It’s that time again!   I’ve gotten quite the accumulation of questions to answer from reader emails and comments, so without further ado …

Hi Megh. I LOVE your blog. I’m 4 weeks into the GAPS intro diet and I’ve been scouring the internet to read other people’s experiences. My husband is not doing the diet with me, so I’ve been feeling pretty alone and deprived. I’m on GAPS to try to treat my fatigue, asthma, and digestive issues and just a general autoimmunity that seems to be present.

I spent two weeks on Stage 1 and I’ve now been on Stage 2 for two weeks. I’m currently working with Chris Kresser and he suggested that I stay on each stage until I see significant improvement in my symptoms. I’m not seeing much improvement yet, but I’m determined to stick with this and see if it can help me feel better.

My question for you is about spices. I’m starting to get bored with my food and I think it’s because everything has the same base of onions, garlic, carrots, and black pepper. I just picked up some fresh thyme, rosemary, oregano and mint at the market this weekend hoping that some more herbs will help make it feel like there’s variety. Did you have any problems or reactions from spices? I’m not sure where to start with introducing those and if I should just introduce one at a time to be on the safe side. I’m currently staying away from nightshades as part of this experiment, so anything with chilis is out. Thanks for your advice on this!

 

Wow, thanks so much!

You sound like you are very well informed going into this — that is such a good thing.  We took a long time on the intro stages too, and I think it was a really good thing to have done.  And if it helps at all to keep you going on this, I’ll tell you that my husband’s periodic asthma hasn’t flared at all since he started GAPS, and my own digestive issues are doing very well, although they flare out of control whenever I eat onions or garlic … and I know what you mean about getting bored with them on IntroI wonder, in fact, if I didn’t overdo the onions on intro, because I never seemed to have problems with them before, but I ate A LOT of caramelized onions on intro, because it was basically the only “sweet” thing I could have …

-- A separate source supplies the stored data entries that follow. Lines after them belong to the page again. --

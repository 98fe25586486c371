use crate::plan::RenameEntry;
use serde::{Deserialize, Serialize};
use std::path::{Path, PathBuf};

/// Ordered record of the renames that actually happened during one job.
///
/// Only the worker appends, and only after a move succeeded. Entries are never
/// removed, so the log is always a prefix of the plan.
#[derive(Debug, Clone, Default, PartialEq, Eq, Serialize, Deserialize)]
#[serde(transparent)]
pub struct RenameLog {
    entries: Vec<RenameEntry>,
}

impl RenameLog {
    pub fn new() -> Self {
        Self::default()
    }

    pub(crate) fn push(&mut self, entry: RenameEntry) {
        self.entries.push(entry);
    }

    pub fn entries(&self) -> &[RenameEntry] {
        &self.entries
    }

    pub fn len(&self) -> usize {
        self.entries.len()
    }

    pub fn is_empty(&self) -> bool {
        self.entries.is_empty()
    }

    pub fn contains_source(&self, source: &Path) -> bool {
        self.entries.iter().any(|e| e.source == source)
    }

    /// Pairs in execution order, the shape the history file stores
    pub fn pairs(&self) -> Vec<(PathBuf, PathBuf)> {
        self.entries
            .iter()
            .map(|e| (e.source.clone(), e.destination.clone()))
            .collect()
    }

    pub fn iter(&self) -> std::slice::Iter<'_, RenameEntry> {
        self.entries.iter()
    }
}

impl<'a> IntoIterator for &'a RenameLog {
    type Item = &'a RenameEntry;
    type IntoIter = std::slice::Iter<'a, RenameEntry>;

    fn into_iter(self) -> Self::IntoIter {
        self.entries.iter()
    }
}
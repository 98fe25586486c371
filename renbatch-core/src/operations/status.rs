use crate::config::work_dir;
use crate::history::get_status;
use crate::output::StatusResult;
use anyhow::Result;
use std::path::Path;

/// Status operation - returns structured data
pub fn status_operation(working_dir: Option<&Path>) -> Result<StatusResult> {
    let root = working_dir.unwrap_or_else(|| Path::new("."));
    Ok(StatusResult {
        info: get_status(&work_dir(root))?,
    })
}

#[cfg(test)]
mod tests {
    use super::*;
    use crate::LockFile;
    use tempfile::TempDir;

    #[test]
    fn test_status_reports_lock() {
        let temp_dir = TempDir::new().unwrap();
        let lock = LockFile::acquire(&work_dir(temp_dir.path())).unwrap();

        let status = status_operation(Some(temp_dir.path())).unwrap();
        assert!(status.info.locked);
        assert_eq!(status.info.total_entries, 0);

        lock.release().unwrap();
        assert!(!status_operation(Some(temp_dir.path())).unwrap().info.locked);
    }
}
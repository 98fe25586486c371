use std::sync::atomic::{AtomicBool, Ordering};
use std::sync::Arc;

/// One-way stop flag shared between a job's worker and whoever controls it.
///
/// Clones share the same flag. The worker only looks at it between entries,
/// so a move that already started always runs to completion.
#[derive(Debug, Clone, Default)]
pub struct CancellationToken {
    flag: Arc<AtomicBool>,
}

impl CancellationToken {
    pub fn new() -> Self {
        Self::default()
    }

    /// Request cancellation. Returns false if it was already requested.
    pub fn cancel(&self) -> bool {
        !self.flag.swap(true, Ordering::SeqCst)
    }

    pub fn is_cancelled(&self) -> bool {
        self.flag.load(Ordering::SeqCst)
    }
}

Anywho, I would think maybe you could mix things up a bit with the veggies — maybe add well-cooked celery, or celery root (which is slightly less fibrous than the stems) or fennel?  What about beets, green beans, or mushrooms?  Can you do hard squashes?  We are eating a good amount of those now that it’s fall.  I think that most veggies are ok on intro, as long as they’re well cooked, and as long as you don’t have reactions to them — I clearly should have taken it more moderately with onions myself!!  :)   I think avoiding nightshades, and also cruciferous veggies (of which there are a lot — cabbage, broccoli, cauliflower, brussels sprouts, turnips, just to name a few …) is probably an excellent idea in intro.  (I wrote a little bit more about veggies here.)

But adding in herbs I think is a wonderful thing.  Herbs have a ton of nutrition packed into them, that’s partly why they’re so flavorful I think.  I personally don’t understand there to be a whole lot of difference between fresh and dried herbs in terms of how they should work on GAPS — the fresh ones probably have more nutrition, but unless you’re growing them yourself, it’s hard and expensive to keep them for long and use them on a consistent basis.  I don’t think introducing them one at a time to see how you react is a bad idea at all — herbs can be very potent medicine, so your body may respond to them differently.

Personally I’m a big fan of the ones you mentioned, plus basil, marjoram, tarragon, sage, parsley, dill, and chives, fresh or dried, and cilantro, but I usually only use that last one fresh because the flavor just gets lost dried — cilantro can be a potent heavy-metal detoxer, tho, so be careful.  Bay leaves are a big flavor booster for stock;  I never use fresh ones of that, even on the first days of Intro.

Once you’ve introduced those, you might try adding some spices — cinnamon, nutmeg, allspice, cloves, or cardamom are all nice warming, autumnal and winter-type spices;  fennel seed, anise, cumin, and turmeric also add quite a big punch — useful to make Indian-type dishes, or ground meat that tastes more like sausage.  Cumin can be quite spicy, but I don’t believe it’s a nightshade, so that might give you some possibilities for some “heat”.  You might also want to try to use the zest from the lemons (assuming they’re organic) that you use for the morning wake-up water (generally it’s a good idea to zest them before you use them for juice tho), it adds a ton of lemony flavor to things, a little bit goes a long way.  You can get a special “zester” or use a microplaner, or even a box grater for this — you just want the yellow part, none of the white of the rind.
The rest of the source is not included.